What version of CoBOL are you using? Compiler and OS.
I thought that that was what was stored there, but I couldn't make
sense of it. This routine is a check to make sure an account number is
valid. It goes through a whole bunch of multipys and divides and such,
and then the outcome of all this must match var2.

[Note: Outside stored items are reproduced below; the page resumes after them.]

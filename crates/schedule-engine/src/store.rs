//! The read port the resolver consumes, plus an in-memory CRUD implementation.
//!
//! Persistence and tenancy belong to the host application. It implements
//! [`ScheduleStore`] over whatever it stores records in; [`InMemoryStore`]
//! covers tests, the CLI and the WASM bindings.

use std::collections::BTreeMap;

use chrono::NaiveDate;
use serde::{Deserialize, Serialize};

use crate::error::{Result, ScheduleError};
use crate::model::{BusinessHours, DateRange, HubId, ScheduleOverride, ScheduleSettings, SpecialDay};
use crate::validate;

/// Read accessors to a hub's four record kinds.
pub trait ScheduleStore {
    fn settings(&self, hub: &HubId) -> Result<Option<ScheduleSettings>>;

    /// At most seven rows, one per weekday.
    fn weekly_hours(&self, hub: &HubId) -> Result<Vec<BusinessHours>>;

    /// Special days dated within `range`, plus yearly-recurring days whose
    /// month/day falls on any date of `range`.
    fn special_days(&self, hub: &HubId, range: DateRange) -> Result<Vec<SpecialDay>>;

    /// Overrides whose date range intersects `range`.
    fn overrides(&self, hub: &HubId, range: DateRange) -> Result<Vec<ScheduleOverride>>;
}

impl<S: ScheduleStore + ?Sized> ScheduleStore for &S {
    fn settings(&self, hub: &HubId) -> Result<Option<ScheduleSettings>> {
        (**self).settings(hub)
    }

    fn weekly_hours(&self, hub: &HubId) -> Result<Vec<BusinessHours>> {
        (**self).weekly_hours(hub)
    }

    fn special_days(&self, hub: &HubId, range: DateRange) -> Result<Vec<SpecialDay>> {
        (**self).special_days(hub, range)
    }

    fn overrides(&self, hub: &HubId, range: DateRange) -> Result<Vec<ScheduleOverride>> {
        (**self).overrides(hub, range)
    }
}

/// Everything configured for one hub.
#[derive(Debug, Clone, Default, PartialEq, Serialize, Deserialize)]
#[serde(default)]
pub struct HubSchedule {
    pub settings: Option<ScheduleSettings>,
    pub weekly_hours: Vec<BusinessHours>,
    pub special_days: Vec<SpecialDay>,
    pub overrides: Vec<ScheduleOverride>,
}

impl HubSchedule {
    /// Check every record and the cross-record uniqueness rules.
    pub fn validate(&self) -> std::result::Result<(), crate::error::ValidationError> {
        if let Some(settings) = &self.settings {
            settings.validate()?;
        }
        for h in &self.weekly_hours {
            h.validate()?;
        }
        for d in &self.special_days {
            d.validate()?;
        }
        for o in &self.overrides {
            o.validate()?;
        }
        validate::check_unique_weekdays(&self.weekly_hours)?;
        validate::check_unique_special_days(&self.special_days)?;
        validate::check_override_overlaps(&self.overrides)
    }
}

/// JSON document holding every hub: `{ "hubs": { "<id>": HubSchedule } }`.
#[derive(Debug, Clone, Default, PartialEq, Serialize, Deserialize)]
pub struct ScheduleDocument {
    #[serde(default)]
    pub hubs: BTreeMap<HubId, HubSchedule>,
}

/// In-memory store. Writes are validated the way a CRUD form would be.
#[derive(Debug, Clone, Default)]
pub struct InMemoryStore {
    hubs: BTreeMap<HubId, HubSchedule>,
}

impl InMemoryStore {
    pub fn new() -> Self {
        Self::default()
    }

    /// Build a store from a document, rejecting invalid hubs.
    pub fn from_document(doc: ScheduleDocument) -> Result<Self> {
        for schedule in doc.hubs.values() {
            schedule.validate()?;
        }
        Ok(Self { hubs: doc.hubs })
    }

    pub fn from_json(json: &str) -> Result<Self> {
        let doc: ScheduleDocument =
            serde_json::from_str(json).map_err(|e| ScheduleError::Store(e.to_string()))?;
        Self::from_document(doc)
    }

    /// A store holding a single validated hub.
    pub fn with_hub(hub: impl Into<HubId>, schedule: HubSchedule) -> Result<Self> {
        schedule.validate()?;
        let mut hubs = BTreeMap::new();
        hubs.insert(hub.into(), schedule);
        Ok(Self { hubs })
    }

    pub fn to_document(&self) -> ScheduleDocument {
        ScheduleDocument {
            hubs: self.hubs.clone(),
        }
    }

    pub fn hub_ids(&self) -> impl Iterator<Item = &HubId> {
        self.hubs.keys()
    }

    pub fn hub(&self, hub: &HubId) -> Option<&HubSchedule> {
        self.hubs.get(hub)
    }

    fn get(&self, hub: &HubId) -> Result<&HubSchedule> {
        self.hubs
            .get(hub)
            .ok_or_else(|| ScheduleError::UnknownHub(hub.clone()))
    }

    pub fn put_settings(&mut self, hub: &HubId, settings: ScheduleSettings) -> Result<()> {
        settings.validate()?;
        self.hubs.entry(hub.clone()).or_default().settings = Some(settings);
        Ok(())
    }

    /// Create or replace the row for `hours.day_of_week`.
    pub fn upsert_weekly_hours(&mut self, hub: &HubId, hours: BusinessHours) -> Result<()> {
        hours.validate()?;
        let schedule = self.hubs.entry(hub.clone()).or_default();
        match schedule
            .weekly_hours
            .iter_mut()
            .find(|h| h.day_of_week == hours.day_of_week)
        {
            Some(existing) => *existing = hours,
            None => schedule.weekly_hours.push(hours),
        }
        schedule.weekly_hours.sort_by_key(|h| h.day_of_week);
        Ok(())
    }

    pub fn add_special_day(&mut self, hub: &HubId, day: SpecialDay) -> Result<()> {
        day.validate()?;
        let schedule = self.hubs.entry(hub.clone()).or_default();
        let mut candidate = schedule.special_days.clone();
        candidate.push(day);
        validate::check_unique_special_days(&candidate)?;
        candidate.sort_by_key(|d| d.date);
        schedule.special_days = candidate;
        Ok(())
    }

    /// Remove the special day stored for `date`. Returns whether one existed.
    pub fn remove_special_day(&mut self, hub: &HubId, date: NaiveDate) -> Result<bool> {
        let schedule = self
            .hubs
            .get_mut(hub)
            .ok_or_else(|| ScheduleError::UnknownHub(hub.clone()))?;
        let before = schedule.special_days.len();
        schedule.special_days.retain(|d| d.date != date);
        Ok(schedule.special_days.len() != before)
    }

    pub fn add_override(&mut self, hub: &HubId, ov: ScheduleOverride) -> Result<()> {
        ov.validate()?;
        let schedule = self.hubs.entry(hub.clone()).or_default();
        let mut candidate = schedule.overrides.clone();
        candidate.push(ov);
        validate::check_override_overlaps(&candidate)?;
        // Most recent first, as the admin lists them.
        candidate.sort_by(|a, b| b.start_date.cmp(&a.start_date));
        schedule.overrides = candidate;
        Ok(())
    }

    /// Remove the override starting on `start_date`. Returns whether one existed.
    pub fn remove_override(&mut self, hub: &HubId, start_date: NaiveDate) -> Result<bool> {
        let schedule = self
            .hubs
            .get_mut(hub)
            .ok_or_else(|| ScheduleError::UnknownHub(hub.clone()))?;
        let before = schedule.overrides.len();
        schedule.overrides.retain(|o| o.start_date != start_date);
        Ok(schedule.overrides.len() != before)
    }
}

impl ScheduleStore for InMemoryStore {
    fn settings(&self, hub: &HubId) -> Result<Option<ScheduleSettings>> {
        Ok(self.get(hub)?.settings.clone())
    }

    fn weekly_hours(&self, hub: &HubId) -> Result<Vec<BusinessHours>> {
        Ok(self.get(hub)?.weekly_hours.clone())
    }

    fn special_days(&self, hub: &HubId, range: DateRange) -> Result<Vec<SpecialDay>> {
        let days = &self.get(hub)?.special_days;
        Ok(days
            .iter()
            .filter(|d| d.occurs_within(range))
            .cloned()
            .collect())
    }

    fn overrides(&self, hub: &HubId, range: DateRange) -> Result<Vec<ScheduleOverride>> {
        Ok(self
            .get(hub)?
            .overrides
            .iter()
            .filter(|o| o.range().intersects(&range))
            .cloned()
            .collect())
    }
}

Unfortunately, all I was handed was a piece of paper with the code, no
clue what version of CoBOL was being used or compiler. I do have an
exe of the routine that I can run on XP.
Let me see if I have this part correct.
01 JB-WORK
03 VAR1 PIC 9(10)
03 VAR1-R REDEFINES VAR1
05 VAR9 PIC9(9).
05 VARLST PIC 9.
I am assuming that if 138755482 is moved to var1 then var9 would be
138755482 ... is that correct?
Thanks so much for the quick reply.
Sounds like a mod-10 or mod-11 check, with the last digit of the number
being the check-digit, so with the above var9 would be 123785548 and varlst
(the check digit) would be 2.
Check out the following:
for mod-11: http://www.augustana.ca/~mohrj/algorithms/checkdigit.html#isbn
for mod-10: http://www.augustana.ca/~mohrj/algorithms/checkdigit.html#ibm
I think each has variants, so you'll have to look at the code, but this
might help explain it.
Frank
---
Frank Swarbrick
Senior Developer/Analyst - Mainframe Applications
FirstBank Data Corporation - Lakewood, CO USA
.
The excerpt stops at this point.